Recorded information Block Start

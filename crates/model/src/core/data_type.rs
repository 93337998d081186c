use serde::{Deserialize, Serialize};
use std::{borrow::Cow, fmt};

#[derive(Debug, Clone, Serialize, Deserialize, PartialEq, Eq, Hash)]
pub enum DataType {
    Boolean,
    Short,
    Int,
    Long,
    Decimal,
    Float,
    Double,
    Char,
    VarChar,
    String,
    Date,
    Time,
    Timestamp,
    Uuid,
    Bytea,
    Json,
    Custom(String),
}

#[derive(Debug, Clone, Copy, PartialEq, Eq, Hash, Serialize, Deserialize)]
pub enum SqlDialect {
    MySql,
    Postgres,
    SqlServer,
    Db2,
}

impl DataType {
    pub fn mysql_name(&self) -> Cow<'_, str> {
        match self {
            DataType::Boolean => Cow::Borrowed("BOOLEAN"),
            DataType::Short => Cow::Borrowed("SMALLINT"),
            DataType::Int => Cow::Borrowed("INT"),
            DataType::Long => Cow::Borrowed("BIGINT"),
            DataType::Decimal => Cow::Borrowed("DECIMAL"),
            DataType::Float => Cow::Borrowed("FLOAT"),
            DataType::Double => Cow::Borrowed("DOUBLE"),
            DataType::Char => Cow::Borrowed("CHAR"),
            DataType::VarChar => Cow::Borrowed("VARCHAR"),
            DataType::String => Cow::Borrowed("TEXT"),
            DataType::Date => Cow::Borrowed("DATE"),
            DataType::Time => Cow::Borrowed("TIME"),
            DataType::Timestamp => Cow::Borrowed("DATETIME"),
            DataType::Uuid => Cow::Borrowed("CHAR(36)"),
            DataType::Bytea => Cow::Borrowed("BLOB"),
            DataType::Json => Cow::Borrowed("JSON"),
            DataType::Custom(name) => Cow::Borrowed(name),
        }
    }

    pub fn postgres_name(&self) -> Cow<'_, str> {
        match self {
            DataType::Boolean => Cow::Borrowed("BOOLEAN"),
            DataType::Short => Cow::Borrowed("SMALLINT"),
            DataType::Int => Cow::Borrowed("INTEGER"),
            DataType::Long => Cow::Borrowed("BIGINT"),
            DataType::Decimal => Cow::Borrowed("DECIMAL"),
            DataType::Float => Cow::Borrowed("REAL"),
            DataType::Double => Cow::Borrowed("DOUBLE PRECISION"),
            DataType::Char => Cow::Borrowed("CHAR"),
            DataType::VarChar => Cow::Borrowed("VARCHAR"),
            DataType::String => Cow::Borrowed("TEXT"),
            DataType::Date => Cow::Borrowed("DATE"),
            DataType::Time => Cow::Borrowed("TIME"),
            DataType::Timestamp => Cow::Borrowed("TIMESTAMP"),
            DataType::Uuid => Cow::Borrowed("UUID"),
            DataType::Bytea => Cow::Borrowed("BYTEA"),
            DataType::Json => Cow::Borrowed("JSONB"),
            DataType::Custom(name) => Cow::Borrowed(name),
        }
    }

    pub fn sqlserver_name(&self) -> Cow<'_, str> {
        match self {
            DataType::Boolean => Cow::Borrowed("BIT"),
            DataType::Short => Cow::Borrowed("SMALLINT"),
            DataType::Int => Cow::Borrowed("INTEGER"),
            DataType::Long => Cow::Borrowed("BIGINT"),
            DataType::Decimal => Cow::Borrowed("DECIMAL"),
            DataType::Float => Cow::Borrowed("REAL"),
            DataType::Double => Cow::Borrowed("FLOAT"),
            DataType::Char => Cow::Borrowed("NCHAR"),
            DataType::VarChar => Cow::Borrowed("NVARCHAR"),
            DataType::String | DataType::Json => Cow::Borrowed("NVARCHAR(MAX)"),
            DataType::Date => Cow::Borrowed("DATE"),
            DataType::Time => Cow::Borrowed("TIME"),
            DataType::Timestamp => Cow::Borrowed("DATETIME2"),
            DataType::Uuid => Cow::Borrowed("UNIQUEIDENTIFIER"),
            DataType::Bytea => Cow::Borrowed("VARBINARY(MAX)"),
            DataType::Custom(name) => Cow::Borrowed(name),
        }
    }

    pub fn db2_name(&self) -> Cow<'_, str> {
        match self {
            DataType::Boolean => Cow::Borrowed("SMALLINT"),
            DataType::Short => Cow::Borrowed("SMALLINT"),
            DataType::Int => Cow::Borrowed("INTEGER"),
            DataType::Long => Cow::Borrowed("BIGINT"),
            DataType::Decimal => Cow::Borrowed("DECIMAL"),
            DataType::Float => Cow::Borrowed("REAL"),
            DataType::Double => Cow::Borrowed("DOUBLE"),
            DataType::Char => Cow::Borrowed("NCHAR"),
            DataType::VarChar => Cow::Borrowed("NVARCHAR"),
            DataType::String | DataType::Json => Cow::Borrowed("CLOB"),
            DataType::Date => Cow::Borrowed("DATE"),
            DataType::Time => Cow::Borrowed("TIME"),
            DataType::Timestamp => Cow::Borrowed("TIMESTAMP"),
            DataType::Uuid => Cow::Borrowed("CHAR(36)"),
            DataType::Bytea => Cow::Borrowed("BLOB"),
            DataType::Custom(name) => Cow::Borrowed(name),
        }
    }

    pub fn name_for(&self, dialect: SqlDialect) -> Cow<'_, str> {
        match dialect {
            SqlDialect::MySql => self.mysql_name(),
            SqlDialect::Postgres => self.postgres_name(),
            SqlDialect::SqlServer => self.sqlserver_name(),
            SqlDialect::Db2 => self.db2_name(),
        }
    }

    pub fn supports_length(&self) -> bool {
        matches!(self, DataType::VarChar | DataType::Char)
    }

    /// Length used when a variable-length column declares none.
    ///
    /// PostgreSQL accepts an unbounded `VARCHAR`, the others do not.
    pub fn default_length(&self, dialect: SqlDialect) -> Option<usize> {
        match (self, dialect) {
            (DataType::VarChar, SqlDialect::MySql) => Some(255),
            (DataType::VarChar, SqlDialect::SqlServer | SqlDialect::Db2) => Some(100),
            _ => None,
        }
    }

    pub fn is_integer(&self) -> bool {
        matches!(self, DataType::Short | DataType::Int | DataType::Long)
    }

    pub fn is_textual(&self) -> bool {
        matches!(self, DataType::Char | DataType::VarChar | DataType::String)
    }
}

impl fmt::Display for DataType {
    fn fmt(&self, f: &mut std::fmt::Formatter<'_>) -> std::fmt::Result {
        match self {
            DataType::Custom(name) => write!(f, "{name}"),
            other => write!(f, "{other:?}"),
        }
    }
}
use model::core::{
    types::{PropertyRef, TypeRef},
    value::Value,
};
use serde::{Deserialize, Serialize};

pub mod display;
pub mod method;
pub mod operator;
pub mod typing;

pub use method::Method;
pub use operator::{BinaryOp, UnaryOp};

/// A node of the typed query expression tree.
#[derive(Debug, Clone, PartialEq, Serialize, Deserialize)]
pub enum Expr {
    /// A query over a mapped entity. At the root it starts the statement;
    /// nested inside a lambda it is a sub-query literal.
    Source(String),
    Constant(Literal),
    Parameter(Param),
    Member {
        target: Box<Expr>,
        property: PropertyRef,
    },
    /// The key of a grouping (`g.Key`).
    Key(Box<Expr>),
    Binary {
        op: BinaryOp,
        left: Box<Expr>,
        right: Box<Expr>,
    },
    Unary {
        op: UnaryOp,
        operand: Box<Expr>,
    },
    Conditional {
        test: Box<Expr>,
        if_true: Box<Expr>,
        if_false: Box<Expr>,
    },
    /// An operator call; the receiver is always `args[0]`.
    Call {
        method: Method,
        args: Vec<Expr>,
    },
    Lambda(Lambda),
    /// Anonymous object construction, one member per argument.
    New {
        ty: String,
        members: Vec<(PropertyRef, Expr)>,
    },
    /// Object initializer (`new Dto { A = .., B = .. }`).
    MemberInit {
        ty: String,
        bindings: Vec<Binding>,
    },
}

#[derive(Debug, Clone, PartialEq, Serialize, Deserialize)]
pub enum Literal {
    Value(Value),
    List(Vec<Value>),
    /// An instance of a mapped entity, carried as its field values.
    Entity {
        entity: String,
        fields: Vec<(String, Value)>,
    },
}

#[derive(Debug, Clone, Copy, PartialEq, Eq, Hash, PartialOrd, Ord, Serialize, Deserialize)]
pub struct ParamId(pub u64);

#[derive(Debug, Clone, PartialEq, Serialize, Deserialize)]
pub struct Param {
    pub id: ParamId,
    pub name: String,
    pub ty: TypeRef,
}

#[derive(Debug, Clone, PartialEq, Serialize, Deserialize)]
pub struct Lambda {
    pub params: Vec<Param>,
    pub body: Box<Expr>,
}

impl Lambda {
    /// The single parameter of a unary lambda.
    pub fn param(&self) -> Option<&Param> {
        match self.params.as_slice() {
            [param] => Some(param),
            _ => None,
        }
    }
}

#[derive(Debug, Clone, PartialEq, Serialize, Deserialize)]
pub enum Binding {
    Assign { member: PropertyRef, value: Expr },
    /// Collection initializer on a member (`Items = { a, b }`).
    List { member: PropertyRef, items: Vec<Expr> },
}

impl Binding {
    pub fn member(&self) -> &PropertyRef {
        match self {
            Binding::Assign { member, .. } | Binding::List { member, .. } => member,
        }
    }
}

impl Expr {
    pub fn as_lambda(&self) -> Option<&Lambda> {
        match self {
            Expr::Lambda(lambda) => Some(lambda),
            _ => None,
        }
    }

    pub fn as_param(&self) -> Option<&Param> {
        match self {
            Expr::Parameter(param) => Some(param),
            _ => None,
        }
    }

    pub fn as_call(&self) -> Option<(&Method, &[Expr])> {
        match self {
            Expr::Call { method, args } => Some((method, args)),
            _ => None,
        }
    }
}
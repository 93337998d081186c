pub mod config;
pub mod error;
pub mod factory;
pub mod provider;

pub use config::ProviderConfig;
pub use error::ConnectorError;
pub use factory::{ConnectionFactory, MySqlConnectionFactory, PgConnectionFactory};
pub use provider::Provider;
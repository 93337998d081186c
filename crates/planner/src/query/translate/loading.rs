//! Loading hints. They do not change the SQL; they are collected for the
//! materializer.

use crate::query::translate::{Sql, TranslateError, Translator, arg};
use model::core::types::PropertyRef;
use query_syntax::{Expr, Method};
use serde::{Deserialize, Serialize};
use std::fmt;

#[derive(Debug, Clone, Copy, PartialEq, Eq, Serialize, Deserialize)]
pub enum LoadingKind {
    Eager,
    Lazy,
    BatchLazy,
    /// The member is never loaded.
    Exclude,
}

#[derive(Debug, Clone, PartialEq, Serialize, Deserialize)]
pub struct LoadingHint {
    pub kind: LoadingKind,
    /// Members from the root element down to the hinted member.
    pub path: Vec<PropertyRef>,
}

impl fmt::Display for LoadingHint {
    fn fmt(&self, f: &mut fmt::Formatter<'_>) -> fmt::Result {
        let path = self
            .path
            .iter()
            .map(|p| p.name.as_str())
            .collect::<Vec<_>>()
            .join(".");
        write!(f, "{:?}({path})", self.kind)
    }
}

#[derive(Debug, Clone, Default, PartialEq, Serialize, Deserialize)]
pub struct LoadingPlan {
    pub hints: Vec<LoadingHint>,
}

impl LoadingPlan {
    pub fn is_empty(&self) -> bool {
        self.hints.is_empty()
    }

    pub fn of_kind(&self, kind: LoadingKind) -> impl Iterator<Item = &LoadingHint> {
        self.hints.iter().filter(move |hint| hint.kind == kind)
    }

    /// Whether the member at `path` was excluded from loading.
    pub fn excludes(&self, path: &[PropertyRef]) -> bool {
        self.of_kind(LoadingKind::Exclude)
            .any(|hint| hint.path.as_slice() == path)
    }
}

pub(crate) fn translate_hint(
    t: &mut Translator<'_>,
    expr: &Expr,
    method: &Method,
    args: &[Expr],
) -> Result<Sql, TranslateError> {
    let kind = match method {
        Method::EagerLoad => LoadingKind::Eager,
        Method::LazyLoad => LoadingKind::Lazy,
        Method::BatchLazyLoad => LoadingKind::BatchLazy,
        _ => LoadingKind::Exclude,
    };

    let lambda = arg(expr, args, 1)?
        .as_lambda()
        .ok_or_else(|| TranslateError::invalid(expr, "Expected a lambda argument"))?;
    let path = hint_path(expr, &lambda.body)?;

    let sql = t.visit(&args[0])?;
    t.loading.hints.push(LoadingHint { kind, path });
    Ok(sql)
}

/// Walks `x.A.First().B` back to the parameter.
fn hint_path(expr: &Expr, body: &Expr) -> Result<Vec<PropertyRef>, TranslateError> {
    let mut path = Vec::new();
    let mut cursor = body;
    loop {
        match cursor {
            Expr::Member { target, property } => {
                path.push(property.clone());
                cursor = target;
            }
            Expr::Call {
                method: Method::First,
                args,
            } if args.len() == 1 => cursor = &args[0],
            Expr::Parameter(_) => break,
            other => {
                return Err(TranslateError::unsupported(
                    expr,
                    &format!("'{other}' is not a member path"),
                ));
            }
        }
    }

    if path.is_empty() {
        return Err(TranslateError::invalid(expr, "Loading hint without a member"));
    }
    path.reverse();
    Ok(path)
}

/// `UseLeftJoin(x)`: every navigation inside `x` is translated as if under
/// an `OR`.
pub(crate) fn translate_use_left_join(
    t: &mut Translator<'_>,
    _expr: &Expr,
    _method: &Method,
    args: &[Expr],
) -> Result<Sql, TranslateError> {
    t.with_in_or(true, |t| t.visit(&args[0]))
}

Recorded information Block End

▶ [Try it] Whenever a line includes the word "BatchLazy", pull it out of the entries.

▶ [Worked solution]
    BatchLazy,
        Method::BatchLazyLoad => LoadingKind::BatchLazy,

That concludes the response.